Подойдя к лопнувшему дуриану, он сел, широко раздвинув вытянутые ноги и прислонившись к толстому стволу.
Детеныши быстро сползли с дерева по лиане, как по канату. Они опоздали: питек успел съесть дуриан. Поглядев на пустую кожуру и на питека, они сели рядом с ним, чмокая губами и облизываясь.
Едва сев, один из них поднялся: совсем близко пестрели ярко-оранжевые звездочки. Этими звездочками был утыкан ствол дерева. Они торчали на коре, словно приклеенные.

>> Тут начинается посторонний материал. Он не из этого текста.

//! Log pipe
//!
//! Every stage (or fan-out task) writes its output into an append-only local
//! buffer file. A forwarder task tails that file and pushes each complete,
//! non-empty line to the controller over a persistent log stream, pinging the
//! stream while idle.
//!
//! Closing a pipe waits for the flush grace period first, so output written
//! right before the stage finished still reaches viewers.

mod forwarder;

use anyhow::{Context, Result};
use gantry_core::domain::log::LogStreamKey;
use std::fs::{File, OpenOptions};
use std::io::Write;
use std::path::{Path, PathBuf};
use std::process::Stdio;
use std::sync::Arc;
use std::time::Duration;
use tokio::sync::oneshot;
use tokio::task::JoinHandle;
use tracing::{debug, warn};

use crate::repository::LogStreamConnector;

const DEFAULT_POLL_INTERVAL: Duration = Duration::from_millis(100);
const DEFAULT_PING_INTERVAL: Duration = Duration::from_secs(20);

/// Append-only handle on a stage log buffer
pub struct LogWriter {
    path: PathBuf,
    file: File,
}

impl LogWriter {
    /// Creates (or truncates) the buffer file, creating parent directories
    pub fn create(path: impl Into<PathBuf>) -> Result<Self> {
        let path = path.into();
        if let Some(parent) = path.parent() {
            std::fs::create_dir_all(parent)
                .with_context(|| format!("Failed to create log directory {}", parent.display()))?;
        }

        let file = OpenOptions::new()
            .create(true)
            .write(true)
            .truncate(true)
            .open(&path)
            .with_context(|| format!("Failed to create log file {}", path.display()))?;

        Ok(Self { path, file })
    }

    pub fn path(&self) -> &Path {
        &self.path
    }

    /// Appends one line to the buffer
    pub fn line(&self, text: &str) {
        let mut file = &self.file;
        if let Err(e) = writeln!(file, "{}", text) {
            warn!("Failed to write to log file {}: {}", self.path.display(), e);
        }
    }

    /// A handle child processes can write their stdout/stderr into
    pub fn stdio(&self) -> Result<Stdio> {
        let file = self
            .file
            .try_clone()
            .with_context(|| format!("Failed to clone log file {}", self.path.display()))?;
        Ok(Stdio::from(file))
    }
}

/// Opens log pipes for the stages of a run
pub struct LogPipeFactory {
    log_dir: PathBuf,
    connector: Arc<dyn LogStreamConnector>,
    grace: Duration,
    poll_interval: Duration,
    ping_interval: Duration,
}

impl LogPipeFactory {
    /// Creates a new factory
    ///
    /// # Arguments
    /// * `log_dir` - Directory holding the buffers, one sub-directory per run
    /// * `connector` - Opens the log streams towards the controller
    /// * `grace` - Delay between a stage finishing and its forwarder stopping
    pub fn new(log_dir: PathBuf, connector: Arc<dyn LogStreamConnector>, grace: Duration) -> Self {
        Self {
            log_dir,
            connector,
            grace,
            poll_interval: DEFAULT_POLL_INTERVAL,
            ping_interval: DEFAULT_PING_INTERVAL,
        }
    }

    /// Overrides how often buffers are tailed and how long a stream may stay idle
    pub fn with_intervals(mut self, poll_interval: Duration, ping_interval: Duration) -> Self {
        self.poll_interval = poll_interval;
        self.ping_interval = ping_interval;
        self
    }

    /// Opens the buffer and forwarder for one stream
    ///
    /// A stream that cannot be connected only loses live forwarding: the
    /// buffer is still written and the stage carries on.
    pub async fn open(&self, key: LogStreamKey) -> Result<LogPipe> {
        let path = self.log_dir.join(&key.run).join(key.file_name());
        let writer = LogWriter::create(&path)?;

        let forwarder = match self.connector.connect(&key).await {
            Ok(sink) => {
                let reader = tokio::fs::File::open(&path)
                    .await
                    .with_context(|| format!("Failed to open log file {}", path.display()))?;
                let (stop_tx, stop_rx) = oneshot::channel();
                let handle = tokio::spawn(forwarder::forward(
                    reader,
                    sink,
                    stop_rx,
                    self.poll_interval,
                    self.ping_interval,
                    key.file_name(),
                ));
                Some((stop_tx, handle))
            }
            Err(e) => {
                warn!("Log stream {} unavailable, keeping local log only: {:#}", key.file_name(), e);
                None
            }
        };

        debug!("Opened log pipe {}", path.display());

        Ok(LogPipe {
            key,
            writer,
            forwarder,
            grace: self.grace,
        })
    }
}

/// A stage log buffer and its forwarder
pub struct LogPipe {
    key: LogStreamKey,
    writer: LogWriter,
    forwarder: Option<(oneshot::Sender<()>, JoinHandle<()>)>,
    grace: Duration,
}

impl LogPipe {
    pub fn writer(&self) -> &LogWriter {
        &self.writer
    }

    /// Waits for the grace period, then drains and stops the forwarder
    pub async fn close(self) {
        let Some((stop, handle)) = self.forwarder else {
            return;
        };

        tokio::time::sleep(self.grace).await;
        let _ = stop.send(());

        if let Err(e) = handle.await {
            warn!("Log forwarder for {} panicked: {}", self.key.file_name(), e);
        }
    }
}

Тинг узнал полиалтею — дерево, цветы которого растут прямо из коры. Рыжие, черные и желтые бабочки стайкой кружились возле цветов, садились на них, взлетали, спугнутые осой, и снова садились.
Детеныш подкрался к дереву.
— Ху-ху-ху! — и ладонь хлопнула по цветку.
Спугнутые бабочки закружились у самой головы детеныша, но он не посмотрел на них. Пригнувшись к коре, он заглядывал под ладонь. Отнял руку от коры — и на землю упал потускневший желтый комок.
Новый удар ладонью — и опять оранжевая звездочка превратилась в бледный комочек.
Добыча не исчезала, она оставалась в руке, но так изменялась, что детеныш не узнавал ее.
Тинг ясно видел что-то вроде недоумения на лице детеныша, когда тот разжал ладонь. Поднятые брови и обиженно вытянутые губы, казалось, говорили: «Ничего не понимаю. Было одно, стало другое».
Детеныш сунул в рот раздавленный цветок и тотчас же выплюнул его. Повернулся и взмахнул рукой, ловя бабочку.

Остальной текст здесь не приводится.